I note the sexual violence legislation bill has sat at the committee stage for almost a year, just one reading away from becoming law. A law that Simon Bridges says the law society and almost every lawyer, both defence and prosecution, believe is unworkable, would result in placing young men in prison.
https://www.parliament.nz/en/pb/bills-and-laws/bills-proposed-laws/document/BILL_93010/sexual-violence-legislation-bill
Ever wonder how such laws are dreamed up? Who makes them? They must sit around a table and say, hummm, these men are being found not guilty because the men produce factual evidence she is a slag. Well, we can’t have that truth on the table. Let’s make a law to make sure she can say he’s a womanizer, he can’t say she’s slept with 3 other men that night. It’s that sort of nonsense law that allows a jury to get it wrong. Increases male suicide and increases the psychological impact of false accusations of sexual abuse.
Instead, we have to put up with the endless stream of mental health, the billions poured into it, the cost to families and their children. The feminists are the promoters of mental health. Just wondering when the west will move away from this crap and move towards a nation that makes products and services other people want to buy or use.
Would like to see the real helpers and carers of the whole community like Margaret Gardener in Government. Instead, we have fancy dressed socially inept dimwits pouring out rubbish legislation, causing mental health and the destruction of the family unit.
He maintains his innocence.
Resulting in punishment.
https://www.stuff.co.nz/national/crime/127131673/convicted-murderer-scott-watson-denied-parole-for-the-fourth-time
If he was to admit guilt, would he be released.
The extra punishment, occurs at sentencing.
Those that admit guilt, getting a discount.
So he got no discount at the beginning, punished more.
And is punished more, for his defiance.
They have punished him once.
Now punish him more.
Was the first extra punishment, made irrelevant.

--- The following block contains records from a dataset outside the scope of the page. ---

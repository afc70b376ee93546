//! Error type for the dataset build pipeline.

use std::path::PathBuf;

use lob_core::types::SessionHalf;

/// Errors that can occur while building a day's matrices.
///
/// Any error aborts the whole day: no partial matrix is ever written.
#[derive(Debug, thiserror::Error)]
pub enum DatasetError {
    /// The day's input file does not exist. The batch runner skips the
    /// day and continues with the rest.
    #[error("input file not found: {path}")]
    MissingFile { path: PathBuf },

    /// A timestamp string did not match the fixed `..DHH:MM:SS..` layout.
    #[error("malformed timestamp in event {event}: {value:?}")]
    MalformedTimestamp { event: usize, value: String },

    /// A price field could not be parsed as a number.
    #[error("unparseable price {value:?} in record {record}")]
    BadPrice { record: usize, value: String },

    /// A rise-ratio baseline price was zero with substitution disabled.
    #[error("undefined rise ratio: zero baseline price at snapshot {index}")]
    UndefinedRiseRatio { index: usize },

    /// No snapshot exists at or before a session half's anchor second.
    #[error("no snapshot at or before second {second} ({half} anchor)")]
    NoAnchorSnapshot { half: SessionHalf, second: u32 },

    /// A finished half matrix did not have its expected row count.
    #[error("{half} matrix has {actual} rows, expected {expected}")]
    RowCountMismatch {
        half: SessionHalf,
        expected: usize,
        actual: usize,
    },

    /// Underlying I/O failure.
    #[error(transparent)]
    Io(#[from] std::io::Error),

    /// CSV read/write failure.
    #[error(transparent)]
    Csv(#[from] csv::Error),
}

/// Convenience alias used throughout the crate.
pub type Result<T> = std::result::Result<T, DatasetError>;
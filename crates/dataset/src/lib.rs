//! Conversion of irregular limit-order-book snapshot streams into
//! fixed one-second supervised-learning matrices.
//!
//! One raw day file (four CSV rows per snapshot, three depth levels per
//! side) becomes two dense matrices, one per session half: a label
//! column, thirty backward-looking rise-ratio features, and seventeen
//! weighted depth-imbalance pairs, one row per grid second.
//!
//! The pipeline is [`parser`] (decode and group the raw rows),
//! [`features`] (snapshot-indexed feature banks), [`grid`] (the
//! per-second as-of walk and forward labeling), [`assemble`] (one day
//! end to end), and [`writer`] (atomic CSV output).

pub mod anchor;
pub mod assemble;
pub mod error;
pub mod features;
pub mod grid;
pub mod parser;
pub mod writer;

pub use assemble::{build_day, BuildOptions, DayDataset};
pub use error::{DatasetError, Result};
pub use grid::HalfMatrix;
pub use writer::DatasetWriter;
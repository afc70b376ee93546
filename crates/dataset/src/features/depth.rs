//! Weighted order-book depth-imbalance features.
//!
//! Each [`WeightTriple`] aggregates the three resting-quantity levels
//! per side into `wa = w1*aq1 + w2*aq2 + w3*aq3` (bid analogous) and
//! yields two snapshot-indexed series:
//!
//! - `ratio = wa / wb`
//! - `diff  = (wa - wb) / (wa + wb)`
//!
//! A side with zero weighted depth produces non-finite values; the raw
//! series is emitted as-is, exactly as the labeler and writer consume it.

use lob_core::types::specs::WeightTriple;
use lob_core::types::SnapshotSeries;

/// One weight triple's pair of snapshot-indexed series.
#[derive(Debug, Clone)]
pub struct DepthFeature {
    /// The level weighting that produced this pair.
    pub triple: WeightTriple,
    /// Weighted ask depth over weighted bid depth.
    pub ratio: Vec<f64>,
    /// Normalized weighted depth difference, in [-1, 1] when defined.
    pub diff: Vec<f64>,
}

/// All depth feature pairs, in weight-table order.
#[derive(Debug, Clone)]
pub struct DepthImbalanceBank {
    /// One record per weight triple.
    pub features: Vec<DepthFeature>,
}

impl DepthImbalanceBank {
    /// Compute the ratio/diff pair for every triple over the whole day.
    pub fn compute(series: &SnapshotSeries, triples: &[WeightTriple]) -> Self {
        let n = series.len();
        let features = triples
            .iter()
            .map(|&triple| {
                let mut ratio = Vec::with_capacity(n);
                let mut diff = Vec::with_capacity(n);
                for i in 0..n {
                    let wa = triple.w1 * series.ask_qty[0][i]
                        + triple.w2 * series.ask_qty[1][i]
                        + triple.w3 * series.ask_qty[2][i];
                    let wb = triple.w1 * series.bid_qty[0][i]
                        + triple.w2 * series.bid_qty[1][i]
                        + triple.w3 * series.bid_qty[2][i];
                    ratio.push(wa / wb);
                    diff.push((wa - wb) / (wa + wb));
                }
                DepthFeature { triple, ratio, diff }
            })
            .collect();
        Self { features }
    }
}
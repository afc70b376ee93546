//! Batch dataset builder: one `_UP` / `_DOWN` matrix pair per trading
//! day, days processed in parallel.

use std::path::{Path, PathBuf};

use anyhow::{bail, Context, Result};
use clap::Parser;
use rayon::prelude::*;
use tracing::{error, info, warn};

use lob_core::config::AppConfig;
use lob_core::logging::init_tracing;
use lob_dataset::{assemble, parser, BuildOptions, DatasetError, DatasetWriter};

#[derive(Parser, Debug)]
#[command(name = "lob-dataset", about = "Build one-second order-book training matrices")]
struct Args {
    /// Path to a TOML configuration file.
    #[arg(long)]
    config: Option<PathBuf>,

    /// Month component of the day files to process.
    #[arg(long)]
    month: u32,

    /// Comma-delimited day-of-month list, e.g. `2,3,6,7`.
    #[arg(long)]
    days: String,

    /// Override the configured input directory.
    #[arg(long)]
    data_dir: Option<PathBuf>,

    /// Override the configured output directory.
    #[arg(long)]
    out_dir: Option<PathBuf>,

    /// Override the configured year.
    #[arg(long)]
    year: Option<u32>,

    /// Override the forward labeling horizon, in seconds.
    #[arg(long)]
    horizon: Option<u32>,

    /// Emit JSON-formatted logs.
    #[arg(long)]
    json: bool,
}

fn main() -> Result<()> {
    let args = Args::parse();
    init_tracing(args.json);

    let mut cfg = AppConfig::load(args.config.clone())?;
    if let Some(dir) = args.data_dir {
        cfg.data.input_dir = dir;
    }
    if let Some(dir) = args.out_dir {
        cfg.data.output_dir = dir;
    }
    if let Some(year) = args.year {
        cfg.data.year = year;
    }
    if let Some(horizon) = args.horizon {
        cfg.features.horizon_secs = horizon;
    }
    // Overrides bypass the load-time check; validate the merged result.
    cfg.validate()?;

    let days = parse_days(&args.days)?;

    if cfg.runtime.threads > 0 {
        rayon::ThreadPoolBuilder::new()
            .num_threads(cfg.runtime.threads)
            .build_global()
            .context("failed to size the worker pool")?;
    }

    std::fs::create_dir_all(&cfg.data.output_dir).with_context(|| {
        format!(
            "failed to create output directory {}",
            cfg.data.output_dir.display()
        )
    })?;

    let writer = DatasetWriter::new(&cfg.data.output_dir);
    let opts = BuildOptions {
        horizon_secs: cfg.features.horizon_secs,
        substitute_zero_prices: cfg.features.substitute_zero_prices,
    };

    info!(
        year = cfg.data.year,
        month = args.month,
        days = days.len(),
        horizon_secs = opts.horizon_secs,
        "starting batch build"
    );

    let built = days
        .par_iter()
        .filter(|&&day| {
            process_day(
                &writer,
                &cfg.data.input_dir,
                cfg.data.year,
                args.month,
                day,
                &opts,
            )
        })
        .count();

    if built == 0 {
        bail!("no day produced output (of {} requested)", days.len());
    }
    info!(built, requested = days.len(), "batch build finished");
    Ok(())
}

/// Build and write one day. Missing input files are skipped with a
/// warning; any other failure is logged and the day is dropped.
fn process_day(
    writer: &DatasetWriter,
    input_dir: &Path,
    year: u32,
    month: u32,
    day: u32,
    opts: &BuildOptions,
) -> bool {
    let path = input_dir.join(parser::day_file_name(year, month, day));
    let result = assemble::build_day(&path, opts)
        .and_then(|dataset| writer.write_day(year, month, day, &dataset));
    match result {
        Ok((up, down)) => {
            info!(up = %up.display(), down = %down.display(), "day complete");
            true
        }
        Err(DatasetError::MissingFile { path }) => {
            warn!(path = %path.display(), "day file missing, skipped");
            false
        }
        Err(err) => {
            error!(year, month, day, %err, "day failed");
            false
        }
    }
}

/// Parse a comma-delimited day-of-month list.
fn parse_days(spec: &str) -> Result<Vec<u32>> {
    let days: Vec<u32> = spec
        .split(',')
        .map(str::trim)
        .filter(|s| !s.is_empty())
        .map(|s| {
            s.parse::<u32>()
                .with_context(|| format!("invalid day-of-month {s:?}"))
        })
        .collect::<Result<_>>()?;
    if days.is_empty() {
        bail!("--days must name at least one day");
    }
    Ok(days)
}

Is he a bad, violent prisoner.
No he is a good, productive prisoner.
So that is not the reason.
He has a place to live, so monitoring is OK.
And an offer of employment, a very positive thing.
So that is not the reason.
“You’ve killed two people in callous circumstances … and that’s never been explored,” he said.
But he cannot, if he is innocent.
In the way, they want it explored.
But it is false, to say it has never been explored.
The Judge has no evidence, to say it was callous.
It’s an assumption, the most suspect, made guilty.
As everything it based on theory’s, and stories.
One must question.
Why would the guilty person, not confess.
Why would they maintain innocence.
Knowing they will be punished more.
Board member Alan Hackney was concerned at Watson’s high score in his psychopathy report.
So a high score but not a diagnosis.
Is does not say, this person is a psychopath.
That must be the reason.
Any reason will do, he is possibly a sex offender, in the story.
It does not matter the contradiction, of who gets punished more.
That he serves time, when he normally would not.
Has the vindictiveness of the state, become limitless.
Comment by DJ Ward — Tue 30th November 2021 @ 9:35 pm
If Watson where to admit guilt there is a question of what happened to two bodies that haven’t been found and who else might be involved.
Reading it that context is perhaps a little more productive than seeing this as additional punishment.